### DATASET RECORDS ###

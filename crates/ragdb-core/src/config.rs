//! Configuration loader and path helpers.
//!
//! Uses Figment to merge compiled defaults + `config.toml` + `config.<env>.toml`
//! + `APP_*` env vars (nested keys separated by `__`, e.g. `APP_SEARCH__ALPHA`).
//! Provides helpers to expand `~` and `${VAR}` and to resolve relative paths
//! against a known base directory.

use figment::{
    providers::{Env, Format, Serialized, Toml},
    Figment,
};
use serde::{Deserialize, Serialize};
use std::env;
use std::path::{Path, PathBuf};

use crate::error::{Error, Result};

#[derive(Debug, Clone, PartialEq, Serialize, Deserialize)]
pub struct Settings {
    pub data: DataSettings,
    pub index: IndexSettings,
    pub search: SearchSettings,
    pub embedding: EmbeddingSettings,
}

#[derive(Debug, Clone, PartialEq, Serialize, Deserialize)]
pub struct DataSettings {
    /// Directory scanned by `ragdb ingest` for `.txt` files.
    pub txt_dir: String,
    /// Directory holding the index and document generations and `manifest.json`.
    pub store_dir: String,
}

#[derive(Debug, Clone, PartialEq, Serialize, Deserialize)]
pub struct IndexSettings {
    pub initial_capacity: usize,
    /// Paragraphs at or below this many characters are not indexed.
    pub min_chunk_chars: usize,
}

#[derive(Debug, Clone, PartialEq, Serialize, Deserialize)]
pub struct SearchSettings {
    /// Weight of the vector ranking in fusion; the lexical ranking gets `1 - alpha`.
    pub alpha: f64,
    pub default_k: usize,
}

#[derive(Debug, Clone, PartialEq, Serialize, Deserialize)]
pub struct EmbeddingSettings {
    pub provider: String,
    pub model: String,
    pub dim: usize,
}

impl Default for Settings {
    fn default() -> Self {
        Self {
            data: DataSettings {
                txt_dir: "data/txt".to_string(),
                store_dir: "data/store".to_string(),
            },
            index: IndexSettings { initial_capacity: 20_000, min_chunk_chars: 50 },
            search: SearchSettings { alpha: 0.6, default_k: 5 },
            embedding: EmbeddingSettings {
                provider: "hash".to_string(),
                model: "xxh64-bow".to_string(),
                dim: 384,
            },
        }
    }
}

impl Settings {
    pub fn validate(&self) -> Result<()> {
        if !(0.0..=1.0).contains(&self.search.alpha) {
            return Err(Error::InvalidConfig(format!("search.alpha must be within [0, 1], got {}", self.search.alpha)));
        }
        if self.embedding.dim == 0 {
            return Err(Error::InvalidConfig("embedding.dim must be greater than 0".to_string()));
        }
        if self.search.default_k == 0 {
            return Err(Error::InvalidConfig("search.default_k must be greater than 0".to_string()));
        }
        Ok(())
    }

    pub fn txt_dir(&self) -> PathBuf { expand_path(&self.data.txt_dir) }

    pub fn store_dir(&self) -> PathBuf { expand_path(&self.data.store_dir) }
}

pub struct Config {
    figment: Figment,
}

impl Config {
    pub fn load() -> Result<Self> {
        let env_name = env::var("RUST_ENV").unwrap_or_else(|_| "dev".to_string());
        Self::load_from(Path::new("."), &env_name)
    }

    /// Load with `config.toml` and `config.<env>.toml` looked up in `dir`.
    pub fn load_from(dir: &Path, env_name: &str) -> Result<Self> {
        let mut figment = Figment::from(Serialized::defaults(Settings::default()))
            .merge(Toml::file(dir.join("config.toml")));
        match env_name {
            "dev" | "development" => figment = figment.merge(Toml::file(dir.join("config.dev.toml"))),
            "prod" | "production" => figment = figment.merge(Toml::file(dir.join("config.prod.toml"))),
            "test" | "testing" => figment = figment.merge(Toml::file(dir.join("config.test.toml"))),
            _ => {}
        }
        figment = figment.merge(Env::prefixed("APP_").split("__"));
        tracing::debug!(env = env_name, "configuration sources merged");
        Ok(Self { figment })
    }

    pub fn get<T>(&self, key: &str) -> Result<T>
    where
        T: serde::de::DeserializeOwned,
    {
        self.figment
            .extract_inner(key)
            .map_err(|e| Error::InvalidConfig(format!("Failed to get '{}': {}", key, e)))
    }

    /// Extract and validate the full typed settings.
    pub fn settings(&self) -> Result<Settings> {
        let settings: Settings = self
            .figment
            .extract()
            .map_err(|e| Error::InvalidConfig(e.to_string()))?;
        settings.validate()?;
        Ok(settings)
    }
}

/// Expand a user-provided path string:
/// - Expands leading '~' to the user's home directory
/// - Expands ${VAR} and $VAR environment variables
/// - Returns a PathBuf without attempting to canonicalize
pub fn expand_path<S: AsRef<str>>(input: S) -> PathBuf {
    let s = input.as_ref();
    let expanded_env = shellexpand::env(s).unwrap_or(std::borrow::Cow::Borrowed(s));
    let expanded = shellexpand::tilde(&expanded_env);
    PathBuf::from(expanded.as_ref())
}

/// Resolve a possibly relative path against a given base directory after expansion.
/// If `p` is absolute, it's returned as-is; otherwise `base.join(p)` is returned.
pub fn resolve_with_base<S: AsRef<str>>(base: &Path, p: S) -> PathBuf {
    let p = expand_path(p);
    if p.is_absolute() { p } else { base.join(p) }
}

###

→ **EXERCISE**: If a line in the records has the word "SearchSettings", copy that line.

→ **RESULT FOR THIS EXERCISE**:
    pub search: SearchSettings,
pub struct SearchSettings {
            search: SearchSettings { alpha: 0.6, default_k: 5 },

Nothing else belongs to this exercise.